[Source records]
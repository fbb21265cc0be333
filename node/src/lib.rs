//! LedgerView node
//!
//! Wires configuration, a storage backend and the ledger engine into a
//! command-line front end that prints JSON results.

pub mod backend;
pub mod cli;
pub mod commands;
pub mod config;

pub use backend::{build_engine, connect_postgres, load_fixture};
pub use cli::{Args, Command};
pub use commands::{execute, exit_code, ErrorResponse};
pub use config::{BackendConfig, NodeConfig};
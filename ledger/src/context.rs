//! Per-call deadlines and cancellation.
//!
//! Store calls are the only suspension points of an operation. Each one is
//! raced against the caller's deadline and cancellation signal; whichever
//! fires first wins and the in-flight store future is dropped, so a partially
//! fetched result can never escape as if it were complete.

use std::future::Future;

use tokio::sync::watch;
use tokio::time::{Duration, Instant};
use tracing::warn;

use ledgerview_common::{LedgerError, Result};

/// Deadline and cancellation carried by a single read operation.
#[derive(Debug, Clone, Default)]
pub struct QueryContext {
    deadline: Option<Instant>,
    cancel: Option<watch::Receiver<bool>>,
}

/// Caller-side handle that cancels every context derived from it.
#[derive(Debug)]
pub struct CancellationHandle {
    tx: watch::Sender<bool>,
}

impl CancellationHandle {
    /// Signal cancellation. Idempotent.
    pub fn cancel(&self) {
        self.tx.send_replace(true);
    }

    /// Check whether cancellation has been signalled.
    pub fn is_cancelled(&self) -> bool {
        *self.tx.borrow()
    }
}

impl QueryContext {
    /// Context with neither deadline nor cancellation.
    pub fn background() -> Self {
        Self::default()
    }

    /// Context that expires `timeout` from now.
    pub fn with_timeout(timeout: Duration) -> Self {
        Self::background().deadline_in(timeout)
    }

    /// Create a cancellable context together with its handle.
    pub fn cancellable() -> (Self, CancellationHandle) {
        let (tx, rx) = watch::channel(false);
        let ctx = Self {
            deadline: None,
            cancel: Some(rx),
        };
        (ctx, CancellationHandle { tx })
    }

    /// Set an absolute deadline.
    pub fn deadline_at(mut self, deadline: Instant) -> Self {
        self.deadline = Some(deadline);
        self
    }

    /// Set a deadline relative to now.
    pub fn deadline_in(self, timeout: Duration) -> Self {
        self.deadline_at(Instant::now() + timeout)
    }

    /// Apply a default timeout when no deadline is set.
    pub fn or_timeout(self, timeout: Option<Duration>) -> Self {
        match (self.deadline, timeout) {
            (None, Some(timeout)) => self.deadline_in(timeout),
            _ => self,
        }
    }

    /// The deadline, if any.
    pub fn deadline(&self) -> Option<Instant> {
        self.deadline
    }

    /// Check whether the caller has cancelled.
    pub fn is_cancelled(&self) -> bool {
        self.cancel.as_ref().map_or(false, |rx| *rx.borrow())
    }

    /// Run one store call under this context.
    pub async fn run<T, F>(&self, operation: &'static str, call: F) -> Result<T>
    where
        F: Future<Output = Result<T>>,
    {
        if self.is_cancelled() {
            return Err(LedgerError::Cancelled);
        }

        let started = Instant::now();
        let deadline = self.deadline;
        let cancel = self.cancel.clone();

        let expired = async move {
            match deadline {
                Some(at) => tokio::time::sleep_until(at).await,
                None => std::future::pending::<()>().await,
            }
        };

        let cancelled = async move {
            match cancel {
                Some(mut rx) => {
                    // A dropped handle can no longer cancel.
                    if rx.wait_for(|cancelled| *cancelled).await.is_err() {
                        std::future::pending::<()>().await;
                    }
                }
                None => std::future::pending::<()>().await,
            }
        };

        tokio::select! {
            biased;
            _ = cancelled => {
                warn!(operation, "Store call cancelled");
                Err(LedgerError::Cancelled)
            }
            _ = expired => {
                let elapsed_ms = started.elapsed().as_millis() as u64;
                warn!(operation, elapsed_ms, "Store call exceeded deadline");
                Err(LedgerError::DeadlineExceeded { elapsed_ms })
            }
            result = call => result,
        }
    }
}
//! Executes CLI commands against the engine and shapes their JSON output.

use serde::Serialize;
use serde_json::{json, Value};

use ledgerview_common::{AccountAddress, LedgerError, Result};
use ledgerview_ledger::{AccountFilter, LedgerEngine, QueryContext, TransactionFilter};

use crate::cli::Command;

/// Error body returned to the caller in place of a result.
#[derive(Debug, Serialize)]
pub struct ErrorResponse {
    pub error: ErrorBody,
}

#[derive(Debug, Serialize)]
pub struct ErrorBody {
    pub code: &'static str,
    pub message: String,
}

impl From<&LedgerError> for ErrorResponse {
    fn from(err: &LedgerError) -> Self {
        Self {
            error: ErrorBody {
                code: err.error_code(),
                message: err.to_string(),
            },
        }
    }
}

/// Process exit status for a failed command.
///
/// "No such record" and "service unavailable" get distinct statuses so
/// scripts can tell a missing record from an outage.
pub fn exit_code(err: &LedgerError) -> i32 {
    match err {
        LedgerError::NotFound { .. } => 2,
        LedgerError::StoreUnavailable(_)
        | LedgerError::DeadlineExceeded { .. }
        | LedgerError::Cancelled => 3,
        _ => 1,
    }
}

fn to_json<T: Serialize>(value: &T) -> Result<Value> {
    serde_json::to_value(value)
        .map_err(|e| LedgerError::ConfigurationError(format!("cannot encode result: {e}")))
}

/// Run one read command.
pub async fn execute(engine: &LedgerEngine, ctx: &QueryContext, command: Command) -> Result<Value> {
    match command {
        Command::Search {
            addr,
            amount,
            msg,
            time,
            skip,
            limit,
        } => {
            let filter = TransactionFilter {
                amount,
                addr: addr.map(AccountAddress::from),
                msg,
                time,
            };
            let page = engine.page(skip, limit);
            let found = engine.search(ctx, &filter, page).await?;
            Ok(json!({
                "skip": page.skip,
                "limit": page.limit,
                "count": found.len(),
                "transactions": to_json(&found)?,
            }))
        }

        Command::Balance { addr, breakdown } => {
            let addr = AccountAddress::from(addr);
            if breakdown {
                to_json(&engine.balance_breakdown(ctx, &addr).await?)
            } else {
                let balance = engine.balance(ctx, &addr).await?;
                Ok(json!({ "address": addr, "balance": balance }))
            }
        }

        Command::Counterparties { addr, distinct } => {
            let addr = AccountAddress::from(addr);
            let accounts = if distinct {
                engine.distinct_counterparties(ctx, &addr).await?
            } else {
                engine.counterparties(ctx, &addr).await?
            };
            Ok(json!({
                "address": addr,
                "distinct": distinct,
                "counterparties": to_json(&accounts)?,
            }))
        }

        Command::Tx { id } => to_json(&engine.transaction(ctx, &id).await?),

        Command::History { addr } => {
            let addr = AccountAddress::from(addr);
            let history = engine.transactions_for(ctx, &addr).await?;
            Ok(json!({ "address": addr, "transactions": to_json(&history)? }))
        }

        Command::Accounts {
            addr,
            name,
            cover,
            desc,
            sign,
        } => {
            let filter = AccountFilter {
                addr: addr.map(AccountAddress::from),
                name,
                cover,
                desc,
                sign,
            };
            to_json(&engine.accounts(ctx, &filter).await?)
        }

        Command::Account { addr } => {
            to_json(&engine.account(ctx, &AccountAddress::from(addr)).await?)
        }

        Command::InitSchema => Err(LedgerError::ConfigurationError(
            "init-schema is handled by the node before the engine starts".to_string(),
        )),
    }
}

#[cfg(test)]
mod tests {
    use super::*;
    use ledgerview_common::{Account, Transaction};
    use ledgerview_ledger::{InMemoryLedgerStore, QueryConfig};
    use rust_decimal_macros::dec;
    use std::sync::Arc;

    fn create_test_engine() -> (LedgerEngine, Arc<InMemoryLedgerStore>, Transaction) {
        let store = Arc::new(InMemoryLedgerStore::new());
        store.insert_account(Account::new("A", "sa")).unwrap();
        store.insert_account(Account::new("B", "sb").with_name("Bob")).unwrap();
        let t1 = Transaction::new("A", "B", dec!(10), dec!(1), "s1");
        store.insert_transaction(t1.clone());
        store.insert_transaction(Transaction::new("B", "A", dec!(4), dec!(2), "s2"));
        (LedgerEngine::over(store.clone(), QueryConfig::default()), store, t1)
    }

    #[tokio::test]
    async fn test_balance_output() {
        let (engine, _, _) = create_test_engine();
        let ctx = QueryContext::background();

        let value = execute(
            &engine,
            &ctx,
            Command::Balance {
                addr: "A".into(),
                breakdown: false,
            },
        )
        .await
        .unwrap();

        assert_eq!(value["address"], "A");
        assert_eq!(value["balance"], "-6");
    }

    #[tokio::test]
    async fn test_search_output_reports_page() {
        let (engine, _, _) = create_test_engine();
        let value = execute(
            &engine,
            &QueryContext::background(),
            Command::Search {
                addr: Some("A".into()),
                amount: None,
                msg: None,
                time: None,
                skip: Some(1),
                limit: None,
            },
        )
        .await
        .unwrap();

        assert_eq!(value["skip"], 1);
        assert_eq!(value["limit"], 100);
        assert_eq!(value["count"], 1);
    }

    #[tokio::test]
    async fn test_counterparties_output() {
        let (engine, _, _) = create_test_engine();
        let value = execute(
            &engine,
            &QueryContext::background(),
            Command::Counterparties {
                addr: "A".into(),
                distinct: false,
            },
        )
        .await
        .unwrap();

        let counterparties = value["counterparties"].as_array().unwrap();
        assert_eq!(counterparties.len(), 2);
        assert_eq!(counterparties[0]["name"], "Bob");
    }

    #[tokio::test]
    async fn test_tx_lookup_and_missing_record() {
        let (engine, _, t1) = create_test_engine();
        let ctx = QueryContext::background();

        let value = execute(&engine, &ctx, Command::Tx { id: t1.id.to_string() })
            .await
            .unwrap();
        assert_eq!(value["credit"], "A");

        let err = execute(
            &engine,
            &ctx,
            Command::Account {
                addr: "nobody".into(),
            },
        )
        .await
        .unwrap_err();
        assert_eq!(exit_code(&err), 2);

        let response = serde_json::to_value(ErrorResponse::from(&err)).unwrap();
        assert_eq!(response["error"]["code"], "NOT_FOUND");
    }

    #[tokio::test]
    async fn test_outage_maps_to_service_error() {
        let (engine, store, _) = create_test_engine();
        store.set_available(false);

        let err = execute(
            &engine,
            &QueryContext::background(),
            Command::History { addr: "A".into() },
        )
        .await
        .unwrap_err();

        assert_eq!(exit_code(&err), 3);
        assert_eq!(ErrorResponse::from(&err).error.code, "STORE_UNAVAILABLE");
    }
}
//! Counterparty discovery.
//!
//! For every transaction where the address is the credit side, the debit
//! side's account is a counterparty, and vice versa. Two views are offered:
//!
//! - [`CounterpartyResolver::counterparties`] keeps one entry per resolved
//!   transaction (credit-side transactions first, then debit-side ones, each
//!   in store order), so an account appears as many times as it transacted.
//! - [`CounterpartyResolver::distinct_counterparties`] keeps only the first
//!   occurrence of each address from that sequence.
//!
//! A counterparty address with no account record contributes nothing.

use std::collections::{HashMap, HashSet};

use futures::future::try_join_all;
use tracing::debug;

use ledgerview_common::{Account, AccountAddress, LedgerError, Result};

use crate::context::QueryContext;
use crate::query::fetch_sides;
use crate::store::{AccountDirectory, SharedAccountDirectory, SharedTransactionStore};

/// Resolves the accounts on the far side of an address's transactions.
#[derive(Clone)]
pub struct CounterpartyResolver {
    transactions: SharedTransactionStore,
    accounts: SharedAccountDirectory,
}

impl CounterpartyResolver {
    /// Create a new resolver.
    pub fn new(transactions: SharedTransactionStore, accounts: SharedAccountDirectory) -> Self {
        Self {
            transactions,
            accounts,
        }
    }

    /// One counterparty entry per resolved transaction, duplicates included.
    pub async fn counterparties(
        &self,
        ctx: &QueryContext,
        addr: &AccountAddress,
    ) -> Result<Vec<Account>> {
        let (credits, debits) = fetch_sides(&self.transactions, ctx, addr).await?;

        let far_sides: Vec<AccountAddress> = credits
            .into_iter()
            .map(|tx| tx.debit)
            .chain(debits.into_iter().map(|tx| tx.credit))
            .collect();

        let directory = self.lookup_all(ctx, &far_sides).await?;

        let resolved: Vec<Account> = far_sides
            .iter()
            .filter_map(|far| directory.get(far).cloned().flatten())
            .collect();

        debug!(
            address = %addr,
            transactions = far_sides.len(),
            resolved = resolved.len(),
            "Counterparties resolved"
        );

        Ok(resolved)
    }

    /// Counterparties deduplicated by address, in first-seen order.
    pub async fn distinct_counterparties(
        &self,
        ctx: &QueryContext,
        addr: &AccountAddress,
    ) -> Result<Vec<Account>> {
        let mut seen = HashSet::new();
        Ok(self
            .counterparties(ctx, addr)
            .await?
            .into_iter()
            .filter(|account| seen.insert(account.addr.clone()))
            .collect())
    }

    /// Look up each distinct address once, concurrently.
    async fn lookup_all(
        &self,
        ctx: &QueryContext,
        addrs: &[AccountAddress],
    ) -> Result<HashMap<AccountAddress, Option<Account>>> {
        let mut unique = HashSet::new();
        let lookups = addrs
            .iter()
            .filter(|addr| unique.insert(*addr))
            .map(|addr| async move {
                let account = ctx
                    .run("find_by_addr", self.accounts.find_by_addr(addr))
                    .await?;
                Ok::<_, LedgerError>((addr.clone(), account))
            });

        Ok(try_join_all(lookups).await?.into_iter().collect())
    }
}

[Work to be completed] Please state how many lines in the entries above include the string "InMemoryLedgerStore", and write only that number.

[Task output] 3